What this task involves
Retype every line of the data, keeping each word exactly.
[Opening Exercise materials section]
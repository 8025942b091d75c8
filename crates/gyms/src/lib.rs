//! `gymhub-gyms`: the Gym aggregate.
//!
//! The gym document is the single source of truth for who trains at and who
//! belongs to a gym. Reverse lookups (a user's gyms) are derived from the
//! events emitted here.

pub mod gym;

pub use gym::{
    CreateGym, Gym, GymCommand, GymEvent, MembershipPlan, UpdateGym, GYM_STREAM,
};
[Closing Exercise materials section]
Output below
repository 8025942b091d75c8
filename crates/gyms/src/lib.rs
//! `gymhub-gyms`: the Gym aggregate.
//!
//! The gym document is the single source of truth for who trains at and who
//! belongs to a gym. Reverse lookups (a user's gyms) are derived from the
//! events emitted here.

pub mod gym;

pub use gym::{
    CreateGym, Gym, GymCommand, GymEvent, MembershipPlan, UpdateGym, GYM_STREAM,
};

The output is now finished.